#### EXERCISE GOAL
Please reproduce the data below exactly, from the first line to the last.

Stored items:
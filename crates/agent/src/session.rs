//! Session orchestrator: one conversation against one workspace.
//!
//! A turn is: snapshot the workspace, compose the prompt, call the model
//! (through the retrier), extract the tool block, filter it by persona, and
//! optionally execute what survived. Every result lands in the tool log that
//! grounds the next prompt.

use std::collections::HashSet;
use std::sync::Arc;

use strata_config::AppConfig;
use strata_core::{
    ActionKind, ActionResult, ActionStatus, GenerateRequest, ModelClient, ProviderError, RawAction,
    ToolLog,
};
use strata_providers::{RetryPolicy, RetryingClient};
use strata_security::{AgentProfile, PersonaRegistry, RoleAccessFilter};
use strata_tools::{ActionExecutor, extract};
use thiserror::Error;
use tracing::{debug, info, warn};

use crate::context::ContextCache;
use crate::prompt::{self, CONTINUE_PROMPT, PromptInput, Turn};

#[derive(Debug, Error)]
pub enum SessionError {
    #[error("Message is empty")]
    EmptyMessage,

    #[error(transparent)]
    Provider(#[from] ProviderError),
}

/// What the model said, split into prose and vetted actions.
#[derive(Debug, Clone, Default)]
pub struct Reply {
    pub display_text: String,
    /// Actions the active persona may run, in model order
    pub actions: Vec<RawAction>,
    /// Refused actions, already recorded as failed results
    pub blocked: Vec<ActionResult>,
}

#[derive(Debug, Clone, Default)]
pub struct TurnOutcome {
    pub reply: Reply,
    /// Empty unless the turn applied its actions
    pub results: Vec<ActionResult>,
}

pub struct Session {
    model: Arc<dyn ModelClient>,
    model_name: String,
    executor: ActionExecutor,
    filter: RoleAccessFilter,
    context: ContextCache,
    persona: Option<String>,
    history: Vec<Turn>,
    tool_log: ToolLog,
    tool_log_window: usize,
}

impl Session {
    /// A session calling `model` as-is. Wrap it in a retrier first, or use
    /// [`Session::with_retry`].
    pub fn new(config: &AppConfig, model: Arc<dyn ModelClient>, executor: ActionExecutor) -> Self {
        Self {
            model,
            model_name: config.model.name.clone(),
            context: ContextCache::new(executor.workspace(), &config.context),
            executor,
            filter: RoleAccessFilter::default(),
            persona: config.session.default_persona.clone(),
            history: Vec::new(),
            tool_log: ToolLog::new(),
            tool_log_window: config.session.tool_log_window,
        }
    }

    /// A session whose model calls go through the configured retry policy.
    pub fn with_retry<C: ModelClient + 'static>(
        config: &AppConfig,
        client: C,
        executor: ActionExecutor,
    ) -> Self {
        let policy = RetryPolicy::from_config(&config.retry);
        Self::new(config, Arc::new(RetryingClient::new(client, policy)), executor)
    }

    pub fn with_personas(mut self, personas: PersonaRegistry) -> Self {
        self.filter = RoleAccessFilter::new(personas);
        self
    }

    /// Select the active persona. `None` (or a key the registry doesn't
    /// know) lifts every tool restriction.
    pub fn set_persona(&mut self, key: Option<String>) {
        if let Some(k) = key.as_deref()
            && self.filter.personas().get(k).is_none()
        {
            warn!(persona = k, "Unknown persona; tools are unrestricted");
        }
        self.persona = key;
    }

    pub fn persona(&self) -> Option<&AgentProfile> {
        self.persona
            .as_deref()
            .and_then(|k| self.filter.personas().get(k))
    }

    pub fn personas(&self) -> &PersonaRegistry {
        self.filter.personas()
    }

    pub fn history(&self) -> &[Turn] {
        &self.history
    }

    pub fn tool_log(&self) -> &ToolLog {
        &self.tool_log
    }

    pub fn executor(&self) -> &ActionExecutor {
        &self.executor
    }

    pub fn clear_context_cache(&self) {
        self.context.clear();
    }

    /// Write `text` to the foreground process's stdin.
    pub fn forward_input(&self, text: &str) -> bool {
        self.executor.registry().forward_input(text.as_bytes())
    }

    /// Ask the model and vet its actions. Nothing is executed here.
    pub async fn send(&mut self, text: &str) -> Result<Reply, SessionError> {
        let text = text.trim();
        if text.is_empty() {
            return Err(SessionError::EmptyMessage);
        }

        let snapshot = self.context.get().await;
        let prompt = prompt::compose(&PromptInput {
            persona: self.persona(),
            workspace: &snapshot,
            tool_log: self.tool_log.recent(self.tool_log_window),
            history: &self.history,
            user_text: text,
        });

        info!(
            model = %self.model_name,
            persona = self.persona.as_deref().unwrap_or("-"),
            prompt_chars = prompt.len(),
            "Sending turn to model"
        );
        let response = self
            .model
            .generate(GenerateRequest::text(&self.model_name, prompt))
            .await?;

        let extracted = extract(&response.text());
        let outcome = self
            .filter
            .filter(extracted.actions, self.persona.as_deref());
        debug!(
            allowed = outcome.allowed.len(),
            blocked = outcome.blocked.len(),
            "Model reply parsed"
        );

        let blocked: Vec<ActionResult> = outcome
            .blocked
            .into_iter()
            .map(|b| ActionResult::failed(b.action, b.reason))
            .collect();
        self.tool_log.extend(blocked.iter().cloned());

        self.history.push(Turn::user(text));
        self.history.push(Turn::assistant(&extracted.display_text));

        Ok(Reply {
            display_text: extracted.display_text,
            actions: outcome.allowed,
            blocked,
        })
    }

    /// Execute a batch in order. Within the batch, a repeated command (same
    /// command and cwd) or a repeated open/mkdir/delete of the same path is
    /// skipped. Earlier turns never suppress anything.
    pub async fn apply(&mut self, actions: &[RawAction]) -> Vec<ActionResult> {
        let mut seen = HashSet::new();
        let mut results = Vec::with_capacity(actions.len());

        for action in actions {
            let result = match batch_key(action) {
                Some(key) if !seen.insert(key.clone()) => {
                    debug!(key = %key, "Skipping duplicate action in batch");
                    ActionResult::skipped(action.clone(), "Duplicate action in this batch")
                }
                _ => self.executor.execute(action).await,
            };
            results.push(result);
        }

        info!(
            applied = results.len(),
            failed = results.iter().filter(|r| r.status == ActionStatus::Failed).count(),
            "Batch applied"
        );
        self.tool_log.extend(results.iter().cloned());
        results
    }

    /// `send`, then `apply` when `auto_apply` is set.
    pub async fn run_turn(
        &mut self,
        text: &str,
        auto_apply: bool,
    ) -> Result<TurnOutcome, SessionError> {
        let reply = self.send(text).await?;
        let results = if auto_apply {
            self.apply(&reply.actions).await
        } else {
            vec![]
        };
        Ok(TurnOutcome { reply, results })
    }

    /// A follow-up turn asking the model to keep going on the last task.
    pub async fn continue_task(&mut self, auto_apply: bool) -> Result<TurnOutcome, SessionError> {
        self.run_turn(CONTINUE_PROMPT, auto_apply).await
    }
}

fn batch_key(action: &RawAction) -> Option<String> {
    let path = || action.str_field(&["path"]).unwrap_or_default();
    match action.kind()? {
        ActionKind::RunTerminalCommand => Some(format!(
            "runTerminalCommand|{}|{}",
            action.str_field(&["command", "cmd"]).unwrap_or_default(),
            action.str_field(&["cwd"]).unwrap_or_default()
        )),
        kind @ (ActionKind::OpenFile | ActionKind::CreateDirectory | ActionKind::DeletePath) => {
            Some(format!("{}|{}", kind.as_str(), path()))
        }
        _ => None,
    }
}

#### TASK SOLUTION
filename crates/agent/src/session.rs
//! Session orchestrator: one conversation against one workspace.
//!
//! A turn is: snapshot the workspace, compose the prompt, call the model
//! (through the retrier), extract the tool block, filter it by persona, and
//! optionally execute what survived. Every result lands in the tool log that
//! grounds the next prompt.

use std::collections::HashSet;
use std::sync::Arc;

use strata_config::AppConfig;
use strata_core::{
    ActionKind, ActionResult, ActionStatus, GenerateRequest, ModelClient, ProviderError, RawAction,
    ToolLog,
};
use strata_providers::{RetryPolicy, RetryingClient};
use strata_security::{AgentProfile, PersonaRegistry, RoleAccessFilter};
use strata_tools::{ActionExecutor, extract};
use thiserror::Error;
use tracing::{debug, info, warn};

use crate::context::ContextCache;
use crate::prompt::{self, CONTINUE_PROMPT, PromptInput, Turn};

#[derive(Debug, Error)]
pub enum SessionError {
    #[error("Message is empty")]
    EmptyMessage,

    #[error(transparent)]
    Provider(#[from] ProviderError),
}

/// What the model said, split into prose and vetted actions.
#[derive(Debug, Clone, Default)]
pub struct Reply {
    pub display_text: String,
    /// Actions the active persona may run, in model order
    pub actions: Vec<RawAction>,
    /// Refused actions, already recorded as failed results
    pub blocked: Vec<ActionResult>,
}

#[derive(Debug, Clone, Default)]
pub struct TurnOutcome {
    pub reply: Reply,
    /// Empty unless the turn applied its actions
    pub results: Vec<ActionResult>,
}

pub struct Session {
    model: Arc<dyn ModelClient>,
    model_name: String,
    executor: ActionExecutor,
    filter: RoleAccessFilter,
    context: ContextCache,
    persona: Option<String>,
    history: Vec<Turn>,
    tool_log: ToolLog,
    tool_log_window: usize,
}

impl Session {
    /// A session calling `model` as-is. Wrap it in a retrier first, or use
    /// [`Session::with_retry`].
    pub fn new(config: &AppConfig, model: Arc<dyn ModelClient>, executor: ActionExecutor) -> Self {
        Self {
            model,
            model_name: config.model.name.clone(),
            context: ContextCache::new(executor.workspace(), &config.context),
            executor,
            filter: RoleAccessFilter::default(),
            persona: config.session.default_persona.clone(),
            history: Vec::new(),
            tool_log: ToolLog::new(),
            tool_log_window: config.session.tool_log_window,
        }
    }

    /// A session whose model calls go through the configured retry policy.
    pub fn with_retry<C: ModelClient + 'static>(
        config: &AppConfig,
        client: C,
        executor: ActionExecutor,
    ) -> Self {
        let policy = RetryPolicy::from_config(&config.retry);
        Self::new(config, Arc::new(RetryingClient::new(client, policy)), executor)
    }

    pub fn with_personas(mut self, personas: PersonaRegistry) -> Self {
        self.filter = RoleAccessFilter::new(personas);
        self
    }

    /// Select the active persona. `None` (or a key the registry doesn't
    /// know) lifts every tool restriction.
    pub fn set_persona(&mut self, key: Option<String>) {
        if let Some(k) = key.as_deref()
            && self.filter.personas().get(k).is_none()
        {
            warn!(persona = k, "Unknown persona; tools are unrestricted");
        }
        self.persona = key;
    }

    pub fn persona(&self) -> Option<&AgentProfile> {
        self.persona
            .as_deref()
            .and_then(|k| self.filter.personas().get(k))
    }

    pub fn personas(&self) -> &PersonaRegistry {
        self.filter.personas()
    }

    pub fn history(&self) -> &[Turn] {
        &self.history
    }

    pub fn tool_log(&self) -> &ToolLog {
        &self.tool_log
    }

    pub fn executor(&self) -> &ActionExecutor {
        &self.executor
    }

    pub fn clear_context_cache(&self) {
        self.context.clear();
    }

    /// Write `text` to the foreground process's stdin.
    pub fn forward_input(&self, text: &str) -> bool {
        self.executor.registry().forward_input(text.as_bytes())
    }

    /// Ask the model and vet its actions. Nothing is executed here.
    pub async fn send(&mut self, text: &str) -> Result<Reply, SessionError> {
        let text = text.trim();
        if text.is_empty() {
            return Err(SessionError::EmptyMessage);
        }

        let snapshot = self.context.get().await;
        let prompt = prompt::compose(&PromptInput {
            persona: self.persona(),
            workspace: &snapshot,
            tool_log: self.tool_log.recent(self.tool_log_window),
            history: &self.history,
            user_text: text,
        });

        info!(
            model = %self.model_name,
            persona = self.persona.as_deref().unwrap_or("-"),
            prompt_chars = prompt.len(),
            "Sending turn to model"
        );
        let response = self
            .model
            .generate(GenerateRequest::text(&self.model_name, prompt))
            .await?;

        let extracted = extract(&response.text());
        let outcome = self
            .filter
            .filter(extracted.actions, self.persona.as_deref());
        debug!(
            allowed = outcome.allowed.len(),
            blocked = outcome.blocked.len(),
            "Model reply parsed"
        );

        let blocked: Vec<ActionResult> = outcome
            .blocked
            .into_iter()
            .map(|b| ActionResult::failed(b.action, b.reason))
            .collect();
        self.tool_log.extend(blocked.iter().cloned());

        self.history.push(Turn::user(text));
        self.history.push(Turn::assistant(&extracted.display_text));

        Ok(Reply {
            display_text: extracted.display_text,
            actions: outcome.allowed,
            blocked,
        })
    }

    /// Execute a batch in order. Within the batch, a repeated command (same
    /// command and cwd) or a repeated open/mkdir/delete of the same path is
    /// skipped. Earlier turns never suppress anything.
    pub async fn apply(&mut self, actions: &[RawAction]) -> Vec<ActionResult> {
        let mut seen = HashSet::new();
        let mut results = Vec::with_capacity(actions.len());

        for action in actions {
            let result = match batch_key(action) {
                Some(key) if !seen.insert(key.clone()) => {
                    debug!(key = %key, "Skipping duplicate action in batch");
                    ActionResult::skipped(action.clone(), "Duplicate action in this batch")
                }
                _ => self.executor.execute(action).await,
            };
            results.push(result);
        }

        info!(
            applied = results.len(),
            failed = results.iter().filter(|r| r.status == ActionStatus::Failed).count(),
            "Batch applied"
        );
        self.tool_log.extend(results.iter().cloned());
        results
    }

    /// `send`, then `apply` when `auto_apply` is set.
    pub async fn run_turn(
        &mut self,
        text: &str,
        auto_apply: bool,
    ) -> Result<TurnOutcome, SessionError> {
        let reply = self.send(text).await?;
        let results = if auto_apply {
            self.apply(&reply.actions).await
        } else {
            vec![]
        };
        Ok(TurnOutcome { reply, results })
    }

    /// A follow-up turn asking the model to keep going on the last task.
    pub async fn continue_task(&mut self, auto_apply: bool) -> Result<TurnOutcome, SessionError> {
        self.run_turn(CONTINUE_PROMPT, auto_apply).await
    }
}

fn batch_key(action: &RawAction) -> Option<String> {
    let path = || action.str_field(&["path"]).unwrap_or_default();
    match action.kind()? {
        ActionKind::RunTerminalCommand => Some(format!(
            "runTerminalCommand|{}|{}",
            action.str_field(&["command", "cmd"]).unwrap_or_default(),
            action.str_field(&["cwd"]).unwrap_or_default()
        )),
        kind @ (ActionKind::OpenFile | ActionKind::CreateDirectory | ActionKind::DeletePath) => {
            Some(format!("{}|{}", kind.as_str(), path()))
        }
        _ => None,
    }
}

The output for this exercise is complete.